▸ BRIEF: The required output is every line from the beginning of the entries below through the line that includes "wgpu::SurfaceError::Lost | wgpu::SurfaceError::Outdated", copied exactly.

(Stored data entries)
—————
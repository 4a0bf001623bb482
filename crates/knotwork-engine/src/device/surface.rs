use winit::dpi::PhysicalSize;

/// What the caller should do after `get_current_texture` failed.
#[derive(Debug, Copy, Clone, Eq, PartialEq)]
pub enum SurfaceErrorAction {
    /// Surface was reconfigured; rendering resumes next frame.
    Reconfigured,
    /// Transient error; skip the current frame.
    SkipFrame,
    /// Unrecoverable; the render loop must stop.
    Fatal,
}

/// Picks a surface format, preferring sRGB variants when asked to.
pub(crate) fn choose_surface_format(
    caps: &wgpu::SurfaceCapabilities,
    prefer_srgb: bool,
) -> Option<wgpu::TextureFormat> {
    let first = caps.formats.first().copied()?;

    let wanted = |f: &&wgpu::TextureFormat| f.is_srgb() == prefer_srgb;
    Some(caps.formats.iter().find(wanted).copied().unwrap_or(first))
}

/// Uses the requested alpha mode if the surface supports it.
pub(crate) fn choose_alpha_mode(
    caps: &wgpu::SurfaceCapabilities,
    requested: Option<wgpu::CompositeAlphaMode>,
) -> wgpu::CompositeAlphaMode {
    requested
        .filter(|m| caps.alpha_modes.contains(m))
        .or_else(|| caps.alpha_modes.first().copied())
        .unwrap_or(wgpu::CompositeAlphaMode::Auto)
}

/// Classifies a surface error. Lost/outdated surfaces are reconfigured here.
pub(crate) fn recover(
    surface: &wgpu::Surface,
    device: &wgpu::Device,
    config: &wgpu::SurfaceConfiguration,
    size: PhysicalSize<u32>,
    err: &wgpu::SurfaceError,
) -> SurfaceErrorAction {
    match err {
        wgpu::SurfaceError::Lost | wgpu::SurfaceError::Outdated => {
            if size.width > 0 && size.height > 0 {
                surface.configure(device, config);
            }
            SurfaceErrorAction::Reconfigured
        }
        wgpu::SurfaceError::OutOfMemory => SurfaceErrorAction::Fatal,
        wgpu::SurfaceError::Timeout | wgpu::SurfaceError::Other => SurfaceErrorAction::SkipFrame,
    }
}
—————
▸ EXERCISE RESULT:
repository 4a0bf001623bb482
filename crates/knotwork-engine/src/device/surface.rs
use winit::dpi::PhysicalSize;

/// What the caller should do after `get_current_texture` failed.
#[derive(Debug, Copy, Clone, Eq, PartialEq)]
pub enum SurfaceErrorAction {
    /// Surface was reconfigured; rendering resumes next frame.
    Reconfigured,
    /// Transient error; skip the current frame.
    SkipFrame,
    /// Unrecoverable; the render loop must stop.
    Fatal,
}

/// Picks a surface format, preferring sRGB variants when asked to.
pub(crate) fn choose_surface_format(
    caps: &wgpu::SurfaceCapabilities,
    prefer_srgb: bool,
) -> Option<wgpu::TextureFormat> {
    let first = caps.formats.first().copied()?;

    let wanted = |f: &&wgpu::TextureFormat| f.is_srgb() == prefer_srgb;
    Some(caps.formats.iter().find(wanted).copied().unwrap_or(first))
}

/// Uses the requested alpha mode if the surface supports it.
pub(crate) fn choose_alpha_mode(
    caps: &wgpu::SurfaceCapabilities,
    requested: Option<wgpu::CompositeAlphaMode>,
) -> wgpu::CompositeAlphaMode {
    requested
        .filter(|m| caps.alpha_modes.contains(m))
        .or_else(|| caps.alpha_modes.first().copied())
        .unwrap_or(wgpu::CompositeAlphaMode::Auto)
}

/// Classifies a surface error. Lost/outdated surfaces are reconfigured here.
pub(crate) fn recover(
    surface: &wgpu::Surface,
    device: &wgpu::Device,
    config: &wgpu::SurfaceConfiguration,
    size: PhysicalSize<u32>,
    err: &wgpu::SurfaceError,
) -> SurfaceErrorAction {
    match err {
        wgpu::SurfaceError::Lost | wgpu::SurfaceError::Outdated => {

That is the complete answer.